→ Task objective
Copy out all lines of the listing below that hold "PoisonError".

*-*-*

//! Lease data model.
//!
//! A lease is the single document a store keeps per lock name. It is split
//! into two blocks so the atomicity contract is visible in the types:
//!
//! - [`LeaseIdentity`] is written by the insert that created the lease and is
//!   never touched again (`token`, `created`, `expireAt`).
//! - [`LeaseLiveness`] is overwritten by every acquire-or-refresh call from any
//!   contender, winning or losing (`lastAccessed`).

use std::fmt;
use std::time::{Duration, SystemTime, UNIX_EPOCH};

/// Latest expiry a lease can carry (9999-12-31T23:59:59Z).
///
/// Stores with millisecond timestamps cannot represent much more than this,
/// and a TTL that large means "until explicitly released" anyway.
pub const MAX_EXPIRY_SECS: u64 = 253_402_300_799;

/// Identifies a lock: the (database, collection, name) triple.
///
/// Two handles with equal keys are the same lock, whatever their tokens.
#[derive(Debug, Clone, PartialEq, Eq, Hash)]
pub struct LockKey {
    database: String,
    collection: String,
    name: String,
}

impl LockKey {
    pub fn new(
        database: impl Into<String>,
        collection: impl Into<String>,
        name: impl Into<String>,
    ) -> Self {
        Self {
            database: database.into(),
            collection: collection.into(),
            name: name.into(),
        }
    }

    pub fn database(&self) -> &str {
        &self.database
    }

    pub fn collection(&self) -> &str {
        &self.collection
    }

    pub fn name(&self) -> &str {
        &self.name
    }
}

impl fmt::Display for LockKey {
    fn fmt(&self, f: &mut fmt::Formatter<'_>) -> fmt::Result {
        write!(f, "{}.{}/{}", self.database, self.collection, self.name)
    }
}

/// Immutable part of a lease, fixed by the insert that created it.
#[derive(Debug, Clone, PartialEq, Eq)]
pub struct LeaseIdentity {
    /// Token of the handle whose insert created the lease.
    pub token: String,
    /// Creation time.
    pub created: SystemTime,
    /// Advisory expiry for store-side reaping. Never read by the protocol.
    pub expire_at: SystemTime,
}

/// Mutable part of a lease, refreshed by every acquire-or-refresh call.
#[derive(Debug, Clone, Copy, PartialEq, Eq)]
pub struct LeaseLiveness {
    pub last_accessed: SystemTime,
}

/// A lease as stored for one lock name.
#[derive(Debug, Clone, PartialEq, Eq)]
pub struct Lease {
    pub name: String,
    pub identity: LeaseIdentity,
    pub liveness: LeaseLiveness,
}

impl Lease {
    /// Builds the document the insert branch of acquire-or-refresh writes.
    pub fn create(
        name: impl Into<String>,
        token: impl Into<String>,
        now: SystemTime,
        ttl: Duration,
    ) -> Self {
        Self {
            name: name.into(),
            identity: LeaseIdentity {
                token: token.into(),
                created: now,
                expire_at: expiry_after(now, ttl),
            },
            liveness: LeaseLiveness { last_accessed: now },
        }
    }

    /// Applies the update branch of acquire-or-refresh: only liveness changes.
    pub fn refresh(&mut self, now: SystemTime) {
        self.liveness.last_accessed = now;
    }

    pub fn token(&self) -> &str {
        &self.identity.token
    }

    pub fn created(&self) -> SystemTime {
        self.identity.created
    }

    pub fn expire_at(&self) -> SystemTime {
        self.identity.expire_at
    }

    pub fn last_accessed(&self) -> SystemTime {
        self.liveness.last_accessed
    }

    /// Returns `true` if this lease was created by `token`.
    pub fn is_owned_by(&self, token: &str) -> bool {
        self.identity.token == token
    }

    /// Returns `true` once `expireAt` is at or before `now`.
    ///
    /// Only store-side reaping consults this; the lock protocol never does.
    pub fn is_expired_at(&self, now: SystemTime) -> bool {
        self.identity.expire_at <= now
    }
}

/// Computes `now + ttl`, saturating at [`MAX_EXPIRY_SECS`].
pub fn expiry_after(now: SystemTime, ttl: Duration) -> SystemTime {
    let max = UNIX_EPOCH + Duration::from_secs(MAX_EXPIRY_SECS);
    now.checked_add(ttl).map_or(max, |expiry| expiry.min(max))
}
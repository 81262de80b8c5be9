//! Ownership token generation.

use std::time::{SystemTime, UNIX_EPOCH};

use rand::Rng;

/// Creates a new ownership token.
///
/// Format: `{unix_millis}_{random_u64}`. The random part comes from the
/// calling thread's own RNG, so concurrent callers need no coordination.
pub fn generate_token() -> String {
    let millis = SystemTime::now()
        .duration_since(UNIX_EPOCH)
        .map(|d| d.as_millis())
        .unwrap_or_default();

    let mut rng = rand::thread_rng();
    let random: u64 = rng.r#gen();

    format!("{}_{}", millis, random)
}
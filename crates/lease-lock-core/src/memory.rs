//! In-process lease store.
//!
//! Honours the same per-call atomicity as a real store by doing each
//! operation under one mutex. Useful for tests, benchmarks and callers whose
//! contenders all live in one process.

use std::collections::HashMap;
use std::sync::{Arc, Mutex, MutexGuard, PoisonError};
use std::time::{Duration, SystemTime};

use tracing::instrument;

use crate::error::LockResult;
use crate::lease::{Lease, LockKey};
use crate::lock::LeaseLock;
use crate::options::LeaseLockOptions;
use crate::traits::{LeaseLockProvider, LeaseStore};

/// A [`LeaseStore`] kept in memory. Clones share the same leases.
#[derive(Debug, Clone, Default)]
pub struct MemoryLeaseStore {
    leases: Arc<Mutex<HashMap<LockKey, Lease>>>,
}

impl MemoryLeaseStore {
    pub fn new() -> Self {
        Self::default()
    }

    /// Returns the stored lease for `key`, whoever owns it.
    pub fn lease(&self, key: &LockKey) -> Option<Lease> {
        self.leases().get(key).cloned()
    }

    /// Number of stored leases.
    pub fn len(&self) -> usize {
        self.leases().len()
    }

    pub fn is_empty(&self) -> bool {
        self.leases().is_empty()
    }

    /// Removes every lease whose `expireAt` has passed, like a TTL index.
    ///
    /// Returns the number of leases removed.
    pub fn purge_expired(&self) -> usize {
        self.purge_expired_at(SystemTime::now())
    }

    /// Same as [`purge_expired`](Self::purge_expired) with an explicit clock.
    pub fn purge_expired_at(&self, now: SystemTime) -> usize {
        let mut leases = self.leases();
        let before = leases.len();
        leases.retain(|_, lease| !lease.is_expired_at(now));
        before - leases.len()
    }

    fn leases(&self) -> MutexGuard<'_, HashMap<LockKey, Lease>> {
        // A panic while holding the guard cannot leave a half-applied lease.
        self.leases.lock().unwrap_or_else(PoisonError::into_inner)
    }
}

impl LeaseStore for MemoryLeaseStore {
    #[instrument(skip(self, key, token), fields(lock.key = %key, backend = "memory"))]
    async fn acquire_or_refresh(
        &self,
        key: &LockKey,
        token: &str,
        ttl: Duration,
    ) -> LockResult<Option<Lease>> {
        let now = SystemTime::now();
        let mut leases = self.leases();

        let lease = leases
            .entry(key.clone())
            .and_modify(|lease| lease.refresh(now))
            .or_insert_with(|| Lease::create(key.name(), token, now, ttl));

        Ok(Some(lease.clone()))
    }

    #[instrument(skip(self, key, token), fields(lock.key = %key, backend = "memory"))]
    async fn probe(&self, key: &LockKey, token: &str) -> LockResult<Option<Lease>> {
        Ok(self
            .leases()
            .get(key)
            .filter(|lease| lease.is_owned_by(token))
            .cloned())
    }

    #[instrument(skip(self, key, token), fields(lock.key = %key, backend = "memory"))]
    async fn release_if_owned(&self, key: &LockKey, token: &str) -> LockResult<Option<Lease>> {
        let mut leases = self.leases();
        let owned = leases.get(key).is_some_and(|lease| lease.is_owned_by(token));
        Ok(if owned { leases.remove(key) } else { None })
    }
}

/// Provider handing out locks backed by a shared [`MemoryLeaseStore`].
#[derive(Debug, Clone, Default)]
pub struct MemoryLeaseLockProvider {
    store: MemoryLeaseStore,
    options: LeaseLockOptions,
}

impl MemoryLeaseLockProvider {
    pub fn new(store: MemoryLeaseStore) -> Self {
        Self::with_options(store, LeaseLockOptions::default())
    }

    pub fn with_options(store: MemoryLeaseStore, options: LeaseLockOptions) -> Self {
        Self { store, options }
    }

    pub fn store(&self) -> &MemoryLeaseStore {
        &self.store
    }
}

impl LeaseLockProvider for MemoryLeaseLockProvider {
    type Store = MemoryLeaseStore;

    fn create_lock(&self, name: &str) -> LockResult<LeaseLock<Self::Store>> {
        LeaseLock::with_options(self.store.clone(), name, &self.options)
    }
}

*-*-*

→ Task answer
use std::sync::{Arc, Mutex, MutexGuard, PoisonError};
        self.leases.lock().unwrap_or_else(PoisonError::into_inner)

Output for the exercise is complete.